Learning & Test Objectives
- Components of the digestive system and its functional coordination.
- Cavities and its topography: -Oral. -Oropharynx. -Peritoneum. -Mesenteries. -Omenta and omental bursa.
- Topographical relationships between organs: -Organs projection on the abdominal wall. -Syntopy. -Abdominal cross sections.
- Organs (including auxiliary organs): -Gross structure and ultrastructure. -Fixation. -Blood supply, lymph drainage and innervation. -Functions (including released sunbstances).
- Glands plus their ducts tributary and course.
- Vessel branches and tributaries and functions.
Description of the test
The test is held by the general rules of written tests (see Continuous Testing – Organisation).
The basic topics of the test are the structure of the wall of the intestinal tract, and the structure, location, syntopy, topography, innervation and blood supply of each organ of the digestive system. For each organ it is necessary to know the detailed blood supply, venous and lymph drainage. For organs it is required to know the main nerves; details about their branching patterns are not required. Detailed knowledge of the innervation of the organs of the upper digestive tract is required from the oral cavity to the pharynx. The test includes questions based on pictures and schemes of the general structure of the intestinal tract, topographic spaces of the peritoneal cavity and projections of organs on the anterior abdominal wall. The test also includes radiographical images. In the final part of the test the student is required to draw and describe an anatomical scheme from the list of required schemes (see below).
Facial clefts are caused by incomplete fusion of the lips, maxilla and hard palate.
Cheiloschisis – cleft lip
Gnathoschisis – cleft maxilla
Palatoschisis – cleft hard palate
Cheilognathopalatoschisis – combined cleft of all the above mentioned structures.

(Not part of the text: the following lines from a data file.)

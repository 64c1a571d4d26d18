//! Filesystem collaborators.
//!
//! The store never touches `std::fs` or `tokio::fs` directly; it goes
//! through [`FileSystem`] on the blocking path and [`AsyncFileSystem`] on
//! the awaitable path. Both must produce the same observable results.
//! [`OsFileSystem`] implements both against the real filesystem; tests
//! substitute wrappers that count or intercept calls.

use std::io::{self, Write};
use std::path::Path;
use std::sync::Arc;

use async_trait::async_trait;

/// Blocking filesystem operations used by the store.
pub trait FileSystem: Send + Sync {
    /// Whether a file or directory exists at `path`.
    fn exists(&self, path: &Path) -> io::Result<bool>;

    /// Create `path` and any missing parents.
    fn create_dir_all(&self, path: &Path) -> io::Result<()>;

    /// Create an empty file at `path`, truncating an existing one.
    fn create_file(&self, path: &Path) -> io::Result<()>;

    /// Read the whole file as UTF-8 text.
    fn read_to_string(&self, path: &Path) -> io::Result<String>;

    /// Replace the whole file with `contents`.
    ///
    /// Readers must observe either the old or the new contents, never a
    /// partially written file.
    fn write_string(&self, path: &Path, contents: &str) -> io::Result<()>;

    /// Append `contents` to the end of the file.
    fn append_string(&self, path: &Path, contents: &str) -> io::Result<()>;
}

/// Awaitable filesystem operations used by the store.
#[async_trait]
pub trait AsyncFileSystem: Send + Sync {
    /// Whether a file or directory exists at `path`.
    async fn exists(&self, path: &Path) -> io::Result<bool>;

    /// Create `path` and any missing parents.
    async fn create_dir_all(&self, path: &Path) -> io::Result<()>;

    /// Create an empty file at `path`, truncating an existing one.
    async fn create_file(&self, path: &Path) -> io::Result<()>;

    /// Read the whole file as UTF-8 text.
    async fn read_to_string(&self, path: &Path) -> io::Result<String>;

    /// Replace the whole file with `contents`. Same visibility rules as
    /// [`FileSystem::write_string`].
    async fn write_string(&self, path: &Path, contents: &str) -> io::Result<()>;

    /// Append `contents` to the end of the file.
    async fn append_string(&self, path: &Path, contents: &str) -> io::Result<()>;
}

/// The real filesystem: `std::fs` for blocking calls, `tokio::fs` for
/// awaitable ones.
///
/// Whole-file writes go to a temp file in the target's directory which is
/// then renamed over the target.
#[derive(Clone, Copy, Debug, Default)]
pub struct OsFileSystem;

impl OsFileSystem {
    fn replace_file(path: &Path, contents: &str) -> io::Result<()> {
        let dir = match path.parent() {
            Some(parent) if !parent.as_os_str().is_empty() => parent,
            _ => Path::new("."),
        };
        let mut tmp = tempfile::Builder::new()
            .prefix(".jsonrepo-")
            .suffix(".tmp")
            .tempfile_in(dir)?;
        tmp.write_all(contents.as_bytes())?;
        tmp.as_file().sync_all()?;
        tmp.persist(path).map_err(|e| e.error)?;
        Ok(())
    }
}

impl FileSystem for OsFileSystem {
    fn exists(&self, path: &Path) -> io::Result<bool> {
        path.try_exists()
    }

    fn create_dir_all(&self, path: &Path) -> io::Result<()> {
        std::fs::create_dir_all(path)
    }

    fn create_file(&self, path: &Path) -> io::Result<()> {
        std::fs::File::create(path).map(drop)
    }

    fn read_to_string(&self, path: &Path) -> io::Result<String> {
        std::fs::read_to_string(path)
    }

    fn write_string(&self, path: &Path, contents: &str) -> io::Result<()> {
        Self::replace_file(path, contents)
    }

    fn append_string(&self, path: &Path, contents: &str) -> io::Result<()> {
        let mut file = std::fs::OpenOptions::new().append(true).open(path)?;
        file.write_all(contents.as_bytes())
    }
}

#[async_trait]
impl AsyncFileSystem for OsFileSystem {
    async fn exists(&self, path: &Path) -> io::Result<bool> {
        tokio::fs::try_exists(path).await
    }

    async fn create_dir_all(&self, path: &Path) -> io::Result<()> {
        tokio::fs::create_dir_all(path).await
    }

    async fn create_file(&self, path: &Path) -> io::Result<()> {
        tokio::fs::File::create(path).await.map(drop)
    }

    async fn read_to_string(&self, path: &Path) -> io::Result<String> {
        tokio::fs::read_to_string(path).await
    }

    async fn write_string(&self, path: &Path, contents: &str) -> io::Result<()> {
        // tempfile is blocking; run the replace off the async workers.
        let path = path.to_path_buf();
        let contents = contents.to_owned();
        tokio::task::spawn_blocking(move || Self::replace_file(&path, &contents))
            .await
            .map_err(io::Error::other)?
    }

    async fn append_string(&self, path: &Path, contents: &str) -> io::Result<()> {
        use tokio::io::AsyncWriteExt;

        let mut file = tokio::fs::OpenOptions::new().append(true).open(path).await?;
        file.write_all(contents.as_bytes()).await?;
        file.flush().await
    }
}

impl<F: FileSystem + ?Sized> FileSystem for Arc<F> {
    fn exists(&self, path: &Path) -> io::Result<bool> {
        (**self).exists(path)
    }

    fn create_dir_all(&self, path: &Path) -> io::Result<()> {
        (**self).create_dir_all(path)
    }

    fn create_file(&self, path: &Path) -> io::Result<()> {
        (**self).create_file(path)
    }

    fn read_to_string(&self, path: &Path) -> io::Result<String> {
        (**self).read_to_string(path)
    }

    fn write_string(&self, path: &Path, contents: &str) -> io::Result<()> {
        (**self).write_string(path, contents)
    }

    fn append_string(&self, path: &Path, contents: &str) -> io::Result<()> {
        (**self).append_string(path, contents)
    }
}

#[async_trait]
impl<F: AsyncFileSystem + ?Sized> AsyncFileSystem for Arc<F> {
    async fn exists(&self, path: &Path) -> io::Result<bool> {
        (**self).exists(path).await
    }

    async fn create_dir_all(&self, path: &Path) -> io::Result<()> {
        (**self).create_dir_all(path).await
    }

    async fn create_file(&self, path: &Path) -> io::Result<()> {
        (**self).create_file(path).await
    }

    async fn read_to_string(&self, path: &Path) -> io::Result<String> {
        (**self).read_to_string(path).await
    }

    async fn write_string(&self, path: &Path, contents: &str) -> io::Result<()> {
        (**self).write_string(path, contents).await
    }

    async fn append_string(&self, path: &Path, contents: &str) -> io::Result<()> {
        (**self).append_string(path, contents).await
    }
}

#[cfg(test)]
mod tests {
    use super::*;

    #[test]
    fn blocking_create_append_read() {
        let dir = tempfile::tempdir().unwrap();
        let path = dir.path().join("nested").join("items.json");
        let fs = OsFileSystem;

        assert!(!FileSystem::exists(&fs, &path).unwrap());
        FileSystem::create_dir_all(&fs, path.parent().unwrap()).unwrap();
        FileSystem::create_file(&fs, &path).unwrap();
        FileSystem::append_string(&fs, &path, "[").unwrap();
        FileSystem::append_string(&fs, &path, "]").unwrap();

        assert!(FileSystem::exists(&fs, &path).unwrap());
        assert_eq!(FileSystem::read_to_string(&fs, &path).unwrap(), "[]");
    }

    #[test]
    fn blocking_write_replaces_contents() {
        let dir = tempfile::tempdir().unwrap();
        let path = dir.path().join("items.json");
        let fs = OsFileSystem;

        FileSystem::write_string(&fs, &path, "[1,2,3]").unwrap();
        FileSystem::write_string(&fs, &path, "[]").unwrap();
        assert_eq!(std::fs::read_to_string(&path).unwrap(), "[]");

        // No temp files left behind.
        let leftovers: Vec<_> = std::fs::read_dir(dir.path())
            .unwrap()
            .filter_map(|e| e.ok())
            .filter(|e| e.file_name().to_string_lossy().ends_with(".tmp"))
            .collect();
        assert!(leftovers.is_empty());
    }

    #[test]
    fn append_to_missing_file_fails() {
        let dir = tempfile::tempdir().unwrap();
        let err = FileSystem::append_string(&OsFileSystem, &dir.path().join("nope.json"), "[]")
            .unwrap_err();
        assert_eq!(err.kind(), io::ErrorKind::NotFound);
    }

    #[tokio::test]
    async fn async_matches_blocking() {
        let dir = tempfile::tempdir().unwrap();
        let path = dir.path().join("deep").join("items.json");
        let fs = OsFileSystem;

        assert!(!AsyncFileSystem::exists(&fs, &path).await.unwrap());
        AsyncFileSystem::create_dir_all(&fs, path.parent().unwrap())
            .await
            .unwrap();
        AsyncFileSystem::create_file(&fs, &path).await.unwrap();
        AsyncFileSystem::append_string(&fs, &path, "[]").await.unwrap();
        assert_eq!(
            AsyncFileSystem::read_to_string(&fs, &path).await.unwrap(),
            "[]"
        );

        AsyncFileSystem::write_string(&fs, &path, "[true]").await.unwrap();
        assert_eq!(FileSystem::read_to_string(&fs, &path).unwrap(), "[true]");
    }

    #[test]
    fn arc_forwards() {
        let dir = tempfile::tempdir().unwrap();
        let path = dir.path().join("a.json");
        let fs = Arc::new(OsFileSystem);
        FileSystem::write_string(&fs, &path, "[]").unwrap();
        assert!(FileSystem::exists(&fs, &path).unwrap());
    }
}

An orthopantomograph (OPG) is an X-ray image that clearly shows the facial part of the skull with the teeth in both dental arcades.
During acute tonsillitis dead bacteria and denuded epithelial cells accumulate in the pits and crypts of the tonsil and a white exudate emerges on the surface. Swollen tonsils can narrow or even completely close the lumen of the pharynx, impairing swallowing or even causing asphyxiation. Inflammation of the palatine tonsils is also called angina tonsillaris.
The internal carotid artery runs close to the palatine tonsil in the parapharyngeal space. It can be damaged during a careless tonsillectomy as it runs about 25 mm dorsal to the tonsil. Nevertheless, the most common structure prone to bleeding during and after tonsillectomy is the paratonsillar vein (a tributary of the external palatine vein).
Division of the parotid gland by the intraparotid plexus (branches of the facial nerve) into the superficial and deep part does not match exactly the morphological division into the pars superficialis and pars profunda.
When performing first aid, the tongue must be prevented from falling backwards and blocking the airways. This is done by moving the mandible forward (as the tongue is attached to the mandible by the genioglossus). The same effect can be achieved by bending the head backwards, which causes the root of tongue to move out of the laryngeal part of the pharynx.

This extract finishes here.